Ex-4.6.1 Agreement dated December 31, 2004

EX-4.6.1 2 b49911a7exv4w6w1.txt EX-4.6.1 AGREEMENT DATED DECEMBER 31, 2004 EXHIBIT 4.6.1 AGREEMENT THIS AGREEMENT is made and entered into as of the 31ST DAY OF DECEMBER, 2004, by and between VIACELL, INC., a corporation organized and existing under the laws of the State of Delaware (as successor to t.Breeders, Inc.), having an office at 245 First St, Cambridge, MA 02142 ("ViaCell"), and ARE-ONE INNOVATION DRIVE, LLC, a limited liability company organized and existing under the laws of the State of Delaware ("ARE-One"). ViaCell and ARE-One are sometimes referred to herein individually as a "Party" and collectively as the "Parties." WHEREAS, the Parties entered into that certain letter agreement dated February 24, 2000 (the "2000 Letter Agreement") providing for certain rights of ARE-One to purchase securities of ViaCell; WHEREAS, ViaCell is proposing to engage in an initial public offering of its common stock, and, in order to facilitate the occurrence of such offering, both Parties agree that it would be in their mutual interests that the 2000 Letter Agreement be terminated; IN CONSIDERATION thereof, the Parties hereto agree as follows: 1. Termination of the 2000 Letter Agreement between the Parties. Effective immediately, the 2000 Letter Agreement shall terminate and on and after the date hereof shall cease to be given force or effect by either of the Parties. 2. Governing Law. This Agreement shall be governed by and interpreted and construed in accordance with the laws of the State of Delaware. 3. Counterparts. This Agreement may be executed in counterparts, each of which shall be deemed an original, but all of which together shall constitute one and the same instrument. IN WITNESS WHEREOF, each Party hereto has executed this Agreement as of the date first above written.

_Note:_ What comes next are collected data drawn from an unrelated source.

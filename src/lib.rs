//! Greenlight API Library
//!
//! A movie catalogue service with user registration. Requests pass a
//! per-client admission gate, writes to versioned resources go through an
//! optimistic concurrency guard, and side work such as email runs on a
//! drained background task pool.

#![forbid(unsafe_code)]

pub mod admission;
pub mod api;
pub mod config;
pub mod domain;
pub mod infrastructure;
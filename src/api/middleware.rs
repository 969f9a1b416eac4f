//! Admission control in front of every route.

use std::net::SocketAddr;
use std::sync::Arc;

use axum::{
    RequestExt,
    extract::{ConnectInfo, Request, State},
    middleware::Next,
    response::{IntoResponse, Response},
};

use super::error::ApiErrorResponse;
use crate::admission::{AdmissionGate, ClientId};

/// Rejects the request with 429 when its client is over the rate limit.
///
/// The client is the peer IP address. When the server was started without
/// connection info there is no peer address, which is answered with 500
/// rather than a throttle decision. A disabled gate skips the check
/// entirely.
pub async fn admission(
    State(gate): State<Arc<AdmissionGate>>,
    mut request: Request,
    next: Next,
) -> Response {
    if !gate.is_enabled() {
        return next.run(request).await;
    }

    let peer = request
        .extract_parts::<ConnectInfo<SocketAddr>>()
        .await
        .ok()
        .map(|ConnectInfo(address)| address);
    let client = match ClientId::from_peer(peer.as_ref()) {
        Ok(client) => client,
        Err(error) => return ApiErrorResponse::from(error).into_response(),
    };

    if !gate.admit(&client) {
        tracing::debug!(%client, "Request throttled");
        return ApiErrorResponse::rate_limit_exceeded().into_response();
    }

    next.run(request).await
}
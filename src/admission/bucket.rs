//! Token bucket state for a single client.

use std::time::{Duration, Instant};

/// Allowance tracked for one client identity.
///
/// `tokens` always stays within `[0, burst]`: refill is capped at `burst`
/// and a token is only spent when at least one whole token is available.
#[derive(Debug, Clone, Copy, PartialEq)]
pub struct ClientBucket {
    tokens: f64,
    last_refill: Instant,
    last_seen: Instant,
}

impl ClientBucket {
    /// Creates a bucket holding the full allowance.
    #[must_use]
    pub const fn full(burst: f64, now: Instant) -> Self {
        Self {
            tokens: burst,
            last_refill: now,
            last_seen: now,
        }
    }

    /// Refills for the time elapsed since the last refill, then tries to
    /// spend one token.
    ///
    /// `last_seen` is updated whatever the outcome. An instant earlier than
    /// the previous one refills nothing and leaves both timestamps in place.
    pub fn try_take(&mut self, rate: f64, burst: f64, now: Instant) -> bool {
        let elapsed = now.saturating_duration_since(self.last_refill);
        self.tokens = elapsed.as_secs_f64().mul_add(rate, self.tokens).min(burst);
        self.last_refill = self.last_refill.max(now);
        self.last_seen = self.last_seen.max(now);

        if self.tokens >= 1.0 {
            self.tokens -= 1.0;
            true
        } else {
            false
        }
    }

    /// Returns true when the client has been silent for longer than
    /// `idle_threshold`.
    #[must_use]
    pub fn is_idle(&self, now: Instant, idle_threshold: Duration) -> bool {
        now.saturating_duration_since(self.last_seen) > idle_threshold
    }

    /// Returns the current allowance (without refilling).
    #[must_use]
    pub const fn tokens(&self) -> f64 {
        self.tokens
    }

    /// Returns the instant of the most recent admission attempt.
    #[must_use]
    pub const fn last_seen(&self) -> Instant {
        self.last_seen
    }
}
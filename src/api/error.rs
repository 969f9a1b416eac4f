//! API error handling.
//!
//! Every failure leaves the service as a JSON body of the form
//! `{ "code": ..., "message": ..., "details": [...] }`. Internal causes are
//! logged here and never copied into the response.

use axum::{
    Json,
    extract::rejection::{JsonRejection, PathRejection, QueryRejection},
    http::StatusCode,
    response::{IntoResponse, Response},
};
use serde::{Deserialize, Serialize};

use crate::admission::IdentityError;
use crate::domain::{FilterViolation, PasswordHashError};
use crate::infrastructure::{RepositoryError, StoreError};

// =============================================================================
// API Error
// =============================================================================

/// API error structure for JSON responses.
#[derive(Debug, Clone, PartialEq, Eq, Serialize, Deserialize)]
pub struct ApiError {
    /// Error code for programmatic handling.
    pub code: String,
    /// Human-readable error message.
    pub message: String,
    /// Optional field-level errors for validation.
    #[serde(skip_serializing_if = "Option::is_none")]
    pub details: Option<Vec<FieldError>>,
}

impl ApiError {
    #[must_use]
    pub fn new(code: impl Into<String>, message: impl Into<String>) -> Self {
        Self {
            code: code.into(),
            message: message.into(),
            details: None,
        }
    }

    /// Creates a validation error with field-level details.
    #[must_use]
    pub fn validation(message: impl Into<String>, details: Vec<FieldError>) -> Self {
        Self {
            code: "VALIDATION_ERROR".to_string(),
            message: message.into(),
            details: Some(details),
        }
    }
}

/// Field-level error for validation failures.
#[derive(Debug, Clone, PartialEq, Eq, Serialize, Deserialize)]
pub struct FieldError {
    pub field: String,
    pub message: String,
}

impl FieldError {
    #[must_use]
    pub fn new(field: impl Into<String>, message: impl Into<String>) -> Self {
        Self {
            field: field.into(),
            message: message.into(),
        }
    }
}

// =============================================================================
// API Error Response
// =============================================================================

/// API error response containing status code and error details.
#[derive(Debug, Clone)]
pub struct ApiErrorResponse {
    pub status: StatusCode,
    pub error: ApiError,
}

impl ApiErrorResponse {
    #[must_use]
    pub const fn new(status: StatusCode, error: ApiError) -> Self {
        Self { status, error }
    }

    /// 400, for requests that could not be decoded at all.
    #[must_use]
    pub fn bad_request(code: impl Into<String>, message: impl Into<String>) -> Self {
        Self::new(StatusCode::BAD_REQUEST, ApiError::new(code, message))
    }

    /// 422, for well-formed requests with invalid values.
    #[must_use]
    pub fn validation_error(message: impl Into<String>, details: Vec<FieldError>) -> Self {
        Self::new(
            StatusCode::UNPROCESSABLE_ENTITY,
            ApiError::validation(message, details),
        )
    }

    #[must_use]
    pub fn not_found() -> Self {
        Self::new(
            StatusCode::NOT_FOUND,
            ApiError::new("NOT_FOUND", "the requested resource could not be found"),
        )
    }

    #[must_use]
    pub fn method_not_allowed() -> Self {
        Self::new(
            StatusCode::METHOD_NOT_ALLOWED,
            ApiError::new(
                "METHOD_NOT_ALLOWED",
                "the method is not supported for this resource",
            ),
        )
    }

    /// 409, the resource changed since the client read it.
    #[must_use]
    pub fn edit_conflict() -> Self {
        Self::new(
            StatusCode::CONFLICT,
            ApiError::new(
                "EDIT_CONFLICT",
                "unable to update the record due to an edit conflict, please try again",
            ),
        )
    }

    #[must_use]
    pub fn rate_limit_exceeded() -> Self {
        Self::new(
            StatusCode::TOO_MANY_REQUESTS,
            ApiError::new("RATE_LIMIT_EXCEEDED", "rate limit exceeded"),
        )
    }

    #[must_use]
    pub fn internal_error() -> Self {
        Self::new(
            StatusCode::INTERNAL_SERVER_ERROR,
            ApiError::new(
                "INTERNAL_ERROR",
                "the server encountered a problem and could not process your request",
            ),
        )
    }
}

impl IntoResponse for ApiErrorResponse {
    fn into_response(self) -> Response {
        (self.status, Json(self.error)).into_response()
    }
}

impl From<StoreError> for ApiErrorResponse {
    fn from(error: StoreError) -> Self {
        match error {
            StoreError::Conflict { .. } => Self::edit_conflict(),
            StoreError::NotFound { .. } => Self::not_found(),
            StoreError::Duplicate { kind: "user", .. } => {
                ValidationError::single("email", "a user with this email address already exists")
                    .into()
            }
            StoreError::Duplicate { constraint, .. } => {
                ValidationError::single(constraint, "duplicate value").into()
            }
            StoreError::Unavailable(source) => {
                tracing::error!(error = %source, "Store unavailable");
                Self::internal_error()
            }
        }
    }
}

impl From<RepositoryError> for ApiErrorResponse {
    fn from(error: RepositoryError) -> Self {
        tracing::error!(error = %error, "Repository query failed");
        Self::internal_error()
    }
}

impl From<PasswordHashError> for ApiErrorResponse {
    fn from(error: PasswordHashError) -> Self {
        tracing::error!(error = %error, "Password hashing failed");
        Self::internal_error()
    }
}

impl From<IdentityError> for ApiErrorResponse {
    fn from(error: IdentityError) -> Self {
        tracing::error!(error = %error, "Could not identify client");
        Self::internal_error()
    }
}

impl From<JsonRejection> for ApiErrorResponse {
    fn from(rejection: JsonRejection) -> Self {
        Self::bad_request("BAD_REQUEST", rejection.body_text())
    }
}

impl From<QueryRejection> for ApiErrorResponse {
    fn from(rejection: QueryRejection) -> Self {
        Self::bad_request("BAD_REQUEST", rejection.body_text())
    }
}

impl From<PathRejection> for ApiErrorResponse {
    fn from(_: PathRejection) -> Self {
        Self::not_found()
    }
}

// =============================================================================
// Validation Error
// =============================================================================

/// Accumulated field-level validation failures.
#[derive(Debug, Clone, Default)]
pub struct ValidationError {
    pub errors: Vec<FieldError>,
}

impl ValidationError {
    #[must_use]
    pub const fn new(errors: Vec<FieldError>) -> Self {
        Self { errors }
    }

    #[must_use]
    pub fn single(field: impl Into<String>, message: impl Into<String>) -> Self {
        Self::new(vec![FieldError::new(field, message)])
    }

    /// Records a failure for `field` when `ok` is false.
    pub fn check(&mut self, ok: bool, field: &str, message: &str) {
        if !ok {
            self.errors.push(FieldError::new(field, message));
        }
    }

    #[must_use]
    pub const fn is_empty(&self) -> bool {
        self.errors.is_empty()
    }

    /// `Ok(())` when nothing was recorded.
    ///
    /// # Errors
    ///
    /// Returns `self` when at least one field failed.
    pub fn into_result(self) -> Result<(), Self> {
        if self.is_empty() { Ok(()) } else { Err(self) }
    }
}

impl From<ValidationError> for ApiErrorResponse {
    fn from(error: ValidationError) -> Self {
        Self::validation_error("Validation failed", error.errors)
    }
}

impl From<Vec<FilterViolation>> for ValidationError {
    fn from(violations: Vec<FilterViolation>) -> Self {
        Self::new(
            violations
                .into_iter()
                .map(|violation| FieldError::new(violation.field, violation.message))
                .collect(),
        )
    }
}

// =============================================================================
// Tests
// =============================================================================
//! Movie domain model.

use std::fmt;
use std::str::FromStr;

use chrono::{DateTime, Utc};
use serde::{Deserialize, Deserializer, Serialize, Serializer};
use thiserror::Error;

use super::versioned::{INITIAL_VERSION, VersionedEntity};

// =============================================================================
// Value Objects
// =============================================================================

/// Unique identifier for a movie.
#[derive(Debug, Clone, Copy, PartialEq, Eq, PartialOrd, Ord, Hash, Serialize, Deserialize)]
#[serde(transparent)]
pub struct MovieId(i64);

impl MovieId {
    /// Wraps a raw identifier.
    #[must_use]
    pub const fn new(value: i64) -> Self {
        Self(value)
    }

    /// Returns the raw identifier.
    #[must_use]
    pub const fn value(self) -> i64 {
        self.0
    }
}

impl fmt::Display for MovieId {
    fn fmt(&self, formatter: &mut fmt::Formatter<'_>) -> fmt::Result {
        write!(formatter, "{}", self.0)
    }
}

/// Movie runtime in minutes.
///
/// Serialised as a string such as `"102 mins"`, which is also the only
/// accepted input form.
#[derive(Debug, Clone, Copy, PartialEq, Eq, PartialOrd, Ord, Hash)]
pub struct Runtime(i32);

/// Invalid runtime string.
#[derive(Debug, Clone, PartialEq, Eq, Error)]
#[error("invalid runtime format, expected \"<minutes> mins\"")]
pub struct InvalidRuntimeFormat;

impl Runtime {
    /// Wraps a number of minutes.
    #[must_use]
    pub const fn from_minutes(minutes: i32) -> Self {
        Self(minutes)
    }

    /// Returns the number of minutes.
    #[must_use]
    pub const fn minutes(self) -> i32 {
        self.0
    }
}

impl fmt::Display for Runtime {
    fn fmt(&self, formatter: &mut fmt::Formatter<'_>) -> fmt::Result {
        if self.0 == 1 {
            write!(formatter, "1 min")
        } else {
            write!(formatter, "{} mins", self.0)
        }
    }
}

impl FromStr for Runtime {
    type Err = InvalidRuntimeFormat;

    fn from_str(value: &str) -> Result<Self, Self::Err> {
        let (number, unit) = value
            .trim()
            .split_once(' ')
            .ok_or(InvalidRuntimeFormat)?;
        if unit != "mins" && unit != "min" {
            return Err(InvalidRuntimeFormat);
        }
        number
            .parse::<i32>()
            .map(Self)
            .map_err(|_| InvalidRuntimeFormat)
    }
}

impl Serialize for Runtime {
    fn serialize<S: Serializer>(&self, serializer: S) -> Result<S::Ok, S::Error> {
        serializer.collect_str(self)
    }
}

impl<'de> Deserialize<'de> for Runtime {
    fn deserialize<D: Deserializer<'de>>(deserializer: D) -> Result<Self, D::Error> {
        let raw = String::deserialize(deserializer)?;
        raw.parse().map_err(serde::de::Error::custom)
    }
}

// =============================================================================
// Movie
// =============================================================================

/// A catalogued movie.
#[derive(Debug, Clone, PartialEq, Eq)]
pub struct Movie {
    pub id: MovieId,
    pub created_at: DateTime<Utc>,
    pub title: String,
    pub year: i32,
    pub runtime: Runtime,
    pub genres: Vec<String>,
    pub version: i32,
}

impl Movie {
    /// Materialises a newly inserted movie at the initial version.
    #[must_use]
    pub fn from_new(id: MovieId, created_at: DateTime<Utc>, new: NewMovie) -> Self {
        Self {
            id,
            created_at,
            title: new.title,
            year: new.year,
            runtime: new.runtime,
            genres: new.genres,
            version: INITIAL_VERSION,
        }
    }

    /// Returns true when every genre in `genres` is attached to this movie.
    #[must_use]
    pub fn has_genres(&self, genres: &[String]) -> bool {
        genres.iter().all(|genre| self.genres.contains(genre))
    }

    /// Returns true when every word of `query` appears in the title,
    /// ignoring case. An empty query matches everything.
    #[must_use]
    pub fn title_matches(&self, query: &str) -> bool {
        let title = self.title.to_lowercase();
        let words: Vec<&str> = title.split_whitespace().collect();
        query
            .to_lowercase()
            .split_whitespace()
            .all(|needle| words.contains(&needle))
    }
}

/// Fields supplied when creating a movie.
#[derive(Debug, Clone, PartialEq, Eq)]
pub struct NewMovie {
    pub title: String,
    pub year: i32,
    pub runtime: Runtime,
    pub genres: Vec<String>,
}

/// Partial update of a movie.
#[derive(Debug, Clone, Default, PartialEq, Eq)]
pub struct MovieChanges {
    pub title: Option<String>,
    pub year: Option<i32>,
    pub runtime: Option<Runtime>,
    pub genres: Option<Vec<String>>,
}

impl MovieChanges {
    /// Returns true if no field is set.
    #[must_use]
    pub const fn is_empty(&self) -> bool {
        self.title.is_none() && self.year.is_none() && self.runtime.is_none() && self.genres.is_none()
    }
}

impl VersionedEntity for Movie {
    type Id = MovieId;
    type Draft = NewMovie;
    type Changes = MovieChanges;

    const KIND: &'static str = "movie";

    fn id(&self) -> MovieId {
        self.id
    }

    fn version(&self) -> i32 {
        self.version
    }

    fn apply(&mut self, changes: &MovieChanges, version: i32) {
        if let Some(title) = &changes.title {
            self.title.clone_from(title);
        }
        if let Some(year) = changes.year {
            self.year = year;
        }
        if let Some(runtime) = changes.runtime {
            self.runtime = runtime;
        }
        if let Some(genres) = &changes.genres {
            self.genres.clone_from(genres);
        }
        self.version = version;
    }
}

ARE-ONE INNOVATION DRIVE, LLC, VIACELL, INC., A DELAWARE LIMITED LIABILITY COMPANY A DELAWARE CORPORATION By: AREE-HOLDINGS, L.P., a By: /s/ STEPHEN DANCE Delaware limited partnership, ------------------ managing member Stephen Dance Chief Financial Officer and Vice President, Finance By:ARE-GP HOLDINGS QRS CORP., a Delaware Corporation, general partner By: [SIGNATURE ON FILE]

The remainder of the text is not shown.